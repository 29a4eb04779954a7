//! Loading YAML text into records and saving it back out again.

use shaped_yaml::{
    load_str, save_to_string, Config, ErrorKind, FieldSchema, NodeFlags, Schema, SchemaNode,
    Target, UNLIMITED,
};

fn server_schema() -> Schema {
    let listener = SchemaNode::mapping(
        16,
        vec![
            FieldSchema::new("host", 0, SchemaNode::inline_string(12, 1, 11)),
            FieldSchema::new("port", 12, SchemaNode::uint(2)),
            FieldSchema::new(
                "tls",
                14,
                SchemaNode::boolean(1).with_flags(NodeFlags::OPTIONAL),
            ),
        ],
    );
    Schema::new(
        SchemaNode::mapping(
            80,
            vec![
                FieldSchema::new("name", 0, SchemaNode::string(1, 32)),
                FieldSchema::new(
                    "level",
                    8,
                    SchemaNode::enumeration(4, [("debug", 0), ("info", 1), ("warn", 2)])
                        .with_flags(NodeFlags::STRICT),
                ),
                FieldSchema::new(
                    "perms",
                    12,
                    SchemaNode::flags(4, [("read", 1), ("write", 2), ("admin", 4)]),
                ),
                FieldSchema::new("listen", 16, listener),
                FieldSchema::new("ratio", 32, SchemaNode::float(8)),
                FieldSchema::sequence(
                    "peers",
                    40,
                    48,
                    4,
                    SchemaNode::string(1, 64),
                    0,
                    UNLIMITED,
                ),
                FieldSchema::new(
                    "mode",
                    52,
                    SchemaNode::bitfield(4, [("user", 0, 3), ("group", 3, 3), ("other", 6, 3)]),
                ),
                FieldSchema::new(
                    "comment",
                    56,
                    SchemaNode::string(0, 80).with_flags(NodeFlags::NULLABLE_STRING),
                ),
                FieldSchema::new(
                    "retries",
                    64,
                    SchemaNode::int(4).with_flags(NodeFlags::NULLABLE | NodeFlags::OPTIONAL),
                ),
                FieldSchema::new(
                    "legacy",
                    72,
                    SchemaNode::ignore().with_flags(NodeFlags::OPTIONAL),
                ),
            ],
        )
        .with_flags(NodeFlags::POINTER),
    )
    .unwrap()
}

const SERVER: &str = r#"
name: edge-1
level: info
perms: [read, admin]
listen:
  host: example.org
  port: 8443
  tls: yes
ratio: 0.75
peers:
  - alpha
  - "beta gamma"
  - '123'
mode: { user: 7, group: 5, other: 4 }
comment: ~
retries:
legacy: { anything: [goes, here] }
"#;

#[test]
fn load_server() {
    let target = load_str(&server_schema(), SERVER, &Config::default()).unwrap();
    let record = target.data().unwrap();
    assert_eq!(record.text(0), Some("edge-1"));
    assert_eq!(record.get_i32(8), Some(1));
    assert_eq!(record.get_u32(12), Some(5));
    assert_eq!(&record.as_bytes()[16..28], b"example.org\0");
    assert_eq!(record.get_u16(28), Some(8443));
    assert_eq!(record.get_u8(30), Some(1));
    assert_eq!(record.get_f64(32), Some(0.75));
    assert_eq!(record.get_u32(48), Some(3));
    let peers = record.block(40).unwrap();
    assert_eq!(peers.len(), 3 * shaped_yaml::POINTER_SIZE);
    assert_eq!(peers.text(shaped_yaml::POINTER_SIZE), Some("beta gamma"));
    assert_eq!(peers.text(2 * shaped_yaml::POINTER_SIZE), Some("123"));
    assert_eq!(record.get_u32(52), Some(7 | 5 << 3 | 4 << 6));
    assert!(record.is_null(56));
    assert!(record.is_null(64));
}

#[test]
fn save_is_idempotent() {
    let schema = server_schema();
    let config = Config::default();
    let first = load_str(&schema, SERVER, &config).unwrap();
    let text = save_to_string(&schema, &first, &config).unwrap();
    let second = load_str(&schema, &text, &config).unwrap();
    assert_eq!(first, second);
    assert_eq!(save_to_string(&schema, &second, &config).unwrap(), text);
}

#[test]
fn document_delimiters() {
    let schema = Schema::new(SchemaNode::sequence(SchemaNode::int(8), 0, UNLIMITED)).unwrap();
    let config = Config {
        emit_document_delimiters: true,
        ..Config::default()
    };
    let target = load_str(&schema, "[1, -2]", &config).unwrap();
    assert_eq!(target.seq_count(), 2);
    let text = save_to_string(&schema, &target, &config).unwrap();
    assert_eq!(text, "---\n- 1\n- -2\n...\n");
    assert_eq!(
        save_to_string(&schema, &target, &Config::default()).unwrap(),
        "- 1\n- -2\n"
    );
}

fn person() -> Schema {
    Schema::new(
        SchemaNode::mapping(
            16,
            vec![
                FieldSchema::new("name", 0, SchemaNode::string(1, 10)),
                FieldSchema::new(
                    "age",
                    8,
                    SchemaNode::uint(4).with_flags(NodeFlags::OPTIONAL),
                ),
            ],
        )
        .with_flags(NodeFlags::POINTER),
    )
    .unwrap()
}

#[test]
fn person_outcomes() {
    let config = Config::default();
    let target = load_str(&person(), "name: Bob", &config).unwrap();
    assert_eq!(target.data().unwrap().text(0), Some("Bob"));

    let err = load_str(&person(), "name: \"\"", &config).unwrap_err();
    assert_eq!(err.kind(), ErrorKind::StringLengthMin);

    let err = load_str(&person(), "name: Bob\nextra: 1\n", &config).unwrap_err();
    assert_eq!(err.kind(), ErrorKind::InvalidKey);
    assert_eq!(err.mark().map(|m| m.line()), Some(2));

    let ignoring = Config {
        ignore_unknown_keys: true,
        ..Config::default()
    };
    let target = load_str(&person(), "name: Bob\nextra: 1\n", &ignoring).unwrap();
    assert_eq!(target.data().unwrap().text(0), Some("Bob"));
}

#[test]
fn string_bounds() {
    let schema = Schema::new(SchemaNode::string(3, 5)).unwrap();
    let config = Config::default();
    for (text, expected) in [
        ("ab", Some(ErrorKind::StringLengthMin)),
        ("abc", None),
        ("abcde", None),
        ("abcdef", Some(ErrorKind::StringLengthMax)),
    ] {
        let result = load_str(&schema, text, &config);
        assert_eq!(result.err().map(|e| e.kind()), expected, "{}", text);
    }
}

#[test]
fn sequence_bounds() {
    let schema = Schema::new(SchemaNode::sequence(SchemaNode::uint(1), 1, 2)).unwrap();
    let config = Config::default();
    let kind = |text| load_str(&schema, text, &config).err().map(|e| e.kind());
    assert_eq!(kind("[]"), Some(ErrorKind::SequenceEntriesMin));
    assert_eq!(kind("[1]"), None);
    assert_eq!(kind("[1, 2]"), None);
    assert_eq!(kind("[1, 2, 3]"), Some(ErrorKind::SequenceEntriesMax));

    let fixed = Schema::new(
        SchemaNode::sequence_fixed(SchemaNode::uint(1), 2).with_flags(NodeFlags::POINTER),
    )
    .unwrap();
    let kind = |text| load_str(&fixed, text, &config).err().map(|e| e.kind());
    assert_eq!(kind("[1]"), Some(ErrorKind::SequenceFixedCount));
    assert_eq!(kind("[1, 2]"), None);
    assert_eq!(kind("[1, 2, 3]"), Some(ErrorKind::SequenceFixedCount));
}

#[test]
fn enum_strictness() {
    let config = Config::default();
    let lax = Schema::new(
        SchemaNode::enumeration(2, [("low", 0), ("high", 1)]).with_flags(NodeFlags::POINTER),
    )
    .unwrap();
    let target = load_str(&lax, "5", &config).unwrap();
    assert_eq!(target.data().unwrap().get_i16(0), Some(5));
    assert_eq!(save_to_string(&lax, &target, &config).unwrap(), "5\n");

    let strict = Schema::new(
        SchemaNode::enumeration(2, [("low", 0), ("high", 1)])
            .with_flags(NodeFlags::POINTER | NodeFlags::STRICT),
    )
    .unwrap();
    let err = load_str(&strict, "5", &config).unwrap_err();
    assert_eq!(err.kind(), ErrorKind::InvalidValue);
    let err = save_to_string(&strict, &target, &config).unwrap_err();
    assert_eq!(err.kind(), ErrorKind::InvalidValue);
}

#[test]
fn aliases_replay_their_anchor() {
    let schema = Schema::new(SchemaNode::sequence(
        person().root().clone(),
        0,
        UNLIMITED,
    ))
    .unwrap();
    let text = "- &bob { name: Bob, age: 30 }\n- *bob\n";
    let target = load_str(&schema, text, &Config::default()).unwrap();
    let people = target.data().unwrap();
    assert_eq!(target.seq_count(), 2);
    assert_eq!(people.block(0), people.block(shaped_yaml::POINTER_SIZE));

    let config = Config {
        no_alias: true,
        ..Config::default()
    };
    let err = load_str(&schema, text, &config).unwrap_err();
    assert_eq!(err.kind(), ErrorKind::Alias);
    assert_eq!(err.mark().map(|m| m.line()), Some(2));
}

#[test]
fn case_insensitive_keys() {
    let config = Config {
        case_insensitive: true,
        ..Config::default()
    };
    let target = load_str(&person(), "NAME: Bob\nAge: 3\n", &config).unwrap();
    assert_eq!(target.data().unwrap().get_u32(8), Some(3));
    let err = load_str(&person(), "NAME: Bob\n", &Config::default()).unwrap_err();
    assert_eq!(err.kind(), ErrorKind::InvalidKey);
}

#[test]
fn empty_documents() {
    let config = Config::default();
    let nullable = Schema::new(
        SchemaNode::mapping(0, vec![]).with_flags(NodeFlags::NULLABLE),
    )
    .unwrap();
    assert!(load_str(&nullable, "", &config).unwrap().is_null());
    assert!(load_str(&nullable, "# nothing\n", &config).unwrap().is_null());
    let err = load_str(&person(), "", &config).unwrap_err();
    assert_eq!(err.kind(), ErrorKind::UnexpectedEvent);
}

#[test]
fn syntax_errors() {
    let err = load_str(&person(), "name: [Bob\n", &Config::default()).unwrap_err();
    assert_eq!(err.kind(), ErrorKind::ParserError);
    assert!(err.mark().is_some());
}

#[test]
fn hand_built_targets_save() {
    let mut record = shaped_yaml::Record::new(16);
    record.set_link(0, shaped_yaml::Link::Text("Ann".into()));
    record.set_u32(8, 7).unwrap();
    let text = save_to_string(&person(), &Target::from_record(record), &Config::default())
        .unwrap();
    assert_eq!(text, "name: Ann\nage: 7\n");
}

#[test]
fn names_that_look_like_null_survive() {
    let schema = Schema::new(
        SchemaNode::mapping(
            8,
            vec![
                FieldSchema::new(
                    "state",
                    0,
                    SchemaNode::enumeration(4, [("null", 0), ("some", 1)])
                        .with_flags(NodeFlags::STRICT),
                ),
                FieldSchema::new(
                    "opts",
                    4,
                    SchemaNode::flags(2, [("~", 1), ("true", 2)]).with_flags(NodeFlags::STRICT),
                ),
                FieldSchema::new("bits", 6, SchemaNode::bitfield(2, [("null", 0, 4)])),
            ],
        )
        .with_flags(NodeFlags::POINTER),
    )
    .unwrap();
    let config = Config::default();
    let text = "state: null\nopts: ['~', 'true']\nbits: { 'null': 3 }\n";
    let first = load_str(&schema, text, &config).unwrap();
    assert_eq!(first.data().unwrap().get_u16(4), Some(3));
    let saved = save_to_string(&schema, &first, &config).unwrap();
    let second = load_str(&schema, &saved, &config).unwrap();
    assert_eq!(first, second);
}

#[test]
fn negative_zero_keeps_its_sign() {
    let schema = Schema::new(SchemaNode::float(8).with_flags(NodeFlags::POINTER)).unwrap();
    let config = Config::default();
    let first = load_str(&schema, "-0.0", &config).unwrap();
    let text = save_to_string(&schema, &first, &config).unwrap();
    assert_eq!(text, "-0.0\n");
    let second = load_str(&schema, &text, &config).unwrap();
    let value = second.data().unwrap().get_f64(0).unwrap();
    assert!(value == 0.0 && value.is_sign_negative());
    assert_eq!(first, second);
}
────────────────
**Exercise instructions**
Bring together all lines from the listing that contain the word "listener".

**Solved problem**
    let listener = SchemaNode::mapping(
                FieldSchema::new("listen", 16, listener),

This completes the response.